The silly crow foolishly tries:
She scarce gave one squall,
When the cheese she let fall,
And the fox ran away with the prize.
Ye innocent fair,
Of coxcombs beware,
To flattery never give ear;
Try well each pretense,
And keep to plain sense,
And then you have little to fear.
Moral: DO NOT TRUST FLATTERERS
Statue Has Its Cheese Returned
The Moscow Times
Vladimir Filonov / MT
The piece of cheese back in the arms of the fox and crow on Wednesday.
A 200-kilogram bronze block of cheese is back in its rightful place less than a week after vandals removed it from a statue in the north of Moscow.
The item, in the shape of the famous processed cheese Druzhba, or friendship, complete with bar code, was stolen from the arms of a giant statue of a Fox and a Crow on Jan. 30, local media reported.
The statue, located on Ulitsa Rustaveli, opposite the Karat factory that makes Druzhba cheese, represents an ancient Greek fable about a fox who cons a crow into dropping her cheese by flattering her.

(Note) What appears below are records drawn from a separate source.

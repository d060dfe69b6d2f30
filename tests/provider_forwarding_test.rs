//! Forwarding tests against mock provider APIs
//!
//! A `wiremock` server stands in for OpenAI and Anthropic so the tests can
//! check exactly what the proxy sends upstream and how it relays replies.

mod common;

use axum::http::StatusCode;
use chatbridge::config::Config;
use common::{post_json, router_for_upstream, server_credentials, test_router};
use serde_json::json;
use wiremock::matchers::{body_partial_json, header, method, path};
use wiremock::{Mock, MockServer, ResponseTemplate};

#[tokio::test]
async fn test_openai_chat_is_forwarded_with_server_key_and_defaults() {
    let server = MockServer::start().await;
    Mock::given(method("POST"))
        .and(path("/v1/chat/completions"))
        .and(header("authorization", "Bearer sk-server-openai"))
        .and(body_partial_json(json!({
            "model": "gpt-4o",
            "temperature": 0.7,
            "max_tokens": 1000,
            "messages": [{"role": "user", "content": "hello"}]
        })))
        .respond_with(ResponseTemplate::new(200).set_body_json(json!({
            "choices": [{"message": {"role": "assistant", "content": "Hello there!"}}],
            "usage": {"prompt_tokens": 5, "completion_tokens": 3, "total_tokens": 8}
        })))
        .expect(1)
        .mount(&server)
        .await;

    let router = router_for_upstream(&server.uri());
    let response = post_json(
        &router,
        "/chat",
        &json!({
            "config": {"provider": "openai", "model": "gpt-4o"},
            "messages": [{"role": "user", "content": "hello"}]
        }),
    )
    .await;

    assert_eq!(response.status, StatusCode::OK);
    assert_eq!(response.body["response"], "Hello there!");
    assert_eq!(response.body["usage"]["total_tokens"], 8);
    assert_eq!(response.headers["x-ratelimit-remaining"], "9");
}

#[tokio::test]
async fn test_client_api_key_never_reaches_provider() {
    let server = MockServer::start().await;
    Mock::given(method("POST"))
        .and(path("/v1/chat/completions"))
        .and(header("authorization", "Bearer sk-server-openai"))
        .respond_with(ResponseTemplate::new(200).set_body_json(json!({
            "choices": [{"message": {"content": "ok"}}]
        })))
        .expect(1)
        .mount(&server)
        .await;

    let router = router_for_upstream(&server.uri());
    let response = post_json(
        &router,
        "/chat",
        &json!({
            "config": {"provider": "openai", "model": "gpt-4o", "api_key": "sk-client-supplied"},
            "messages": [{"role": "user", "content": "hello"}]
        }),
    )
    .await;
    assert_eq!(response.status, StatusCode::OK);

    let requests = server.received_requests().await.unwrap();
    assert_eq!(requests.len(), 1);
    let body = String::from_utf8_lossy(&requests[0].body);
    assert!(!body.contains("sk-client-supplied"));
    assert!(!body.contains("api_key"));
}

#[tokio::test]
async fn test_temperature_zero_is_forwarded() {
    let server = MockServer::start().await;
    Mock::given(method("POST"))
        .and(path("/v1/chat/completions"))
        .and(body_partial_json(json!({"temperature": 0.0, "max_tokens": 42})))
        .respond_with(ResponseTemplate::new(200).set_body_json(json!({
            "choices": [{"message": {"content": "deterministic"}}]
        })))
        .expect(1)
        .mount(&server)
        .await;

    let router = router_for_upstream(&server.uri());
    let response = post_json(
        &router,
        "/chat",
        &json!({
            "config": {"provider": "openai", "model": "gpt-4o", "temperature": 0, "max_tokens": 42},
            "messages": [{"role": "user", "content": "hello"}]
        }),
    )
    .await;
    assert_eq!(response.status, StatusCode::OK);
    assert_eq!(response.body["response"], "deterministic");
}

#[tokio::test]
async fn test_provider_error_is_relayed_as_bad_gateway() {
    let server = MockServer::start().await;
    Mock::given(method("POST"))
        .and(path("/v1/chat/completions"))
        .respond_with(ResponseTemplate::new(401).set_body_json(json!({
            "error": {"message": "Incorrect API key provided", "type": "invalid_request_error"}
        })))
        .mount(&server)
        .await;

    let router = router_for_upstream(&server.uri());
    let response = post_json(
        &router,
        "/chat",
        &json!({
            "config": {"provider": "openai", "model": "gpt-4o"},
            "messages": [{"role": "user", "content": "hello"}]
        }),
    )
    .await;

    assert_eq!(response.status, StatusCode::BAD_GATEWAY);
    assert_eq!(response.body["error"], "Incorrect API key provided");
}

#[tokio::test]
async fn test_allowlisted_base_url_is_used() {
    let server = MockServer::start().await;
    Mock::given(method("POST"))
        .and(path("/v1/chat/completions"))
        .respond_with(ResponseTemplate::new(200).set_body_json(json!({
            "choices": [{"message": {"content": "from local server"}}]
        })))
        .expect(1)
        .mount(&server)
        .await;

    let local = format!("{}/v1", server.uri());
    let mut config = Config::default();
    config.providers.openai.allowed_base_urls = vec![local.clone()];
    let router = test_router(config, server_credentials());

    let response = post_json(
        &router,
        "/chat",
        &json!({
            "config": {"provider": "openai", "model": "llama3.2", "base_url": local},
            "messages": [{"role": "user", "content": "hello"}]
        }),
    )
    .await;
    assert_eq!(response.status, StatusCode::OK);
    assert_eq!(response.body["response"], "from local server");
}

#[tokio::test]
async fn test_anthropic_chat_lifts_system_and_sends_headers() {
    let server = MockServer::start().await;
    Mock::given(method("POST"))
        .and(path("/v1/messages"))
        .and(header("x-api-key", "sk-ant-server"))
        .and(header("anthropic-version", "2023-06-01"))
        .and(body_partial_json(json!({
            "model": "claude-3-5-haiku-20241022",
            "system": "Be brief.",
            "messages": [{"role": "user", "content": "Hi"}],
            "max_tokens": 1000
        })))
        .respond_with(ResponseTemplate::new(200).set_body_json(json!({
            "content": [{"type": "text", "text": "Hey!"}],
            "usage": {"input_tokens": 7, "output_tokens": 2}
        })))
        .expect(1)
        .mount(&server)
        .await;

    let router = router_for_upstream(&server.uri());
    let response = post_json(
        &router,
        "/chat",
        &json!({
            "config": {"provider": "anthropic", "model": "claude-3-5-haiku-20241022"},
            "messages": [
                {"role": "system", "content": "Be brief."},
                {"role": "user", "content": "Hi"}
            ]
        }),
    )
    .await;

    assert_eq!(response.status, StatusCode::OK);
    assert_eq!(response.body["response"], "Hey!");
    assert_eq!(response.body["usage"]["input_tokens"], 7);
}

#[tokio::test]
async fn test_openai_models_from_custom_endpoint_are_sorted() {
    let server = MockServer::start().await;
    Mock::given(method("GET"))
        .and(path("/v1/models"))
        .and(header("authorization", "Bearer sk-server-openai"))
        .respond_with(ResponseTemplate::new(200).set_body_json(json!({
            "data": [{"id": "mistral"}, {"id": "llama3.2"}, {"id": "codellama"}]
        })))
        .mount(&server)
        .await;

    let router = router_for_upstream(&server.uri());
    let response = post_json(&router, "/models", &json!({"provider_name": "openai"})).await;

    assert_eq!(response.status, StatusCode::OK);
    assert_eq!(
        response.body["models"],
        json!(["codellama", "llama3.2", "mistral"])
    );
}

#[tokio::test]
async fn test_openai_models_fall_back_on_upstream_failure() {
    let server = MockServer::start().await;
    Mock::given(method("GET"))
        .and(path("/v1/models"))
        .respond_with(ResponseTemplate::new(500).set_body_string("upstream down"))
        .mount(&server)
        .await;

    let router = router_for_upstream(&server.uri());
    let response = post_json(&router, "/models", &json!({"provider_name": "openai"})).await;

    assert_eq!(response.status, StatusCode::OK);
    let models = response.body["models"].as_array().unwrap();
    assert_eq!(models[0], "gpt-4o");
    assert!(models.contains(&json!("dall-e-3")));
}

#[tokio::test]
async fn test_image_generation_defaults() {
    let server = MockServer::start().await;
    Mock::given(method("POST"))
        .and(path("/v1/images/generations"))
        .and(body_partial_json(json!({
            "model": "dall-e-3",
            "prompt": "a lighthouse at dusk",
            "size": "1024x1024",
            "quality": "standard",
            "n": 1
        })))
        .respond_with(ResponseTemplate::new(200).set_body_json(json!({
            "data": [{"url": "https://images.example.com/1.png"}]
        })))
        .expect(1)
        .mount(&server)
        .await;

    let router = router_for_upstream(&server.uri());
    let response = post_json(
        &router,
        "/generate_image",
        &json!({"prompt": "a lighthouse at dusk"}),
    )
    .await;

    assert_eq!(response.status, StatusCode::OK);
    assert_eq!(
        response.body["images"],
        json!(["https://images.example.com/1.png"])
    );
    assert_eq!(response.body["size"], "1024x1024");
    assert_eq!(response.body["quality"], "standard");
    assert_eq!(response.body["model"], "dall-e-3");
}

#[tokio::test]
async fn test_image_quality_omitted_for_dalle2() {
    let server = MockServer::start().await;
    Mock::given(method("POST"))
        .and(path("/v1/images/generations"))
        .respond_with(ResponseTemplate::new(200).set_body_json(json!({
            "data": [{"url": "https://images.example.com/2.png"}]
        })))
        .mount(&server)
        .await;

    let router = router_for_upstream(&server.uri());
    let response = post_json(
        &router,
        "/generate_image",
        &json!({"prompt": "a fox", "model": "dall-e-2", "size": "512x512", "quality": "hd"}),
    )
    .await;
    assert_eq!(response.status, StatusCode::OK);

    let requests = server.received_requests().await.unwrap();
    let sent: serde_json::Value = serde_json::from_slice(&requests[0].body).unwrap();
    assert!(sent.get("quality").is_none());
    assert_eq!(sent["size"], "512x512");
}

Instead of arguing, however, the two figures in the statue are portrayed in an embrace.
The statue was commissioned at a cost of $500,000 by the factory in 2005, Vechernaya Moskva reported.
A reward of 100,000 rubles, or about $4,000, had been offered for the return of the piece, but it was ultimately found not far from the statue.
“It looks like the kidnappers couldn’t carry something so heavy and hid it in a large snowdrift,” a source at the factory said, the newspaper reported.
Moral: DO NOT TRY TO CARRY HEAVY CHEESE
By the way 200 kg is about 441 pounds,
This is why I like Russia, You never know what someone is going to do!
Kyle & Svet
comments always welcome.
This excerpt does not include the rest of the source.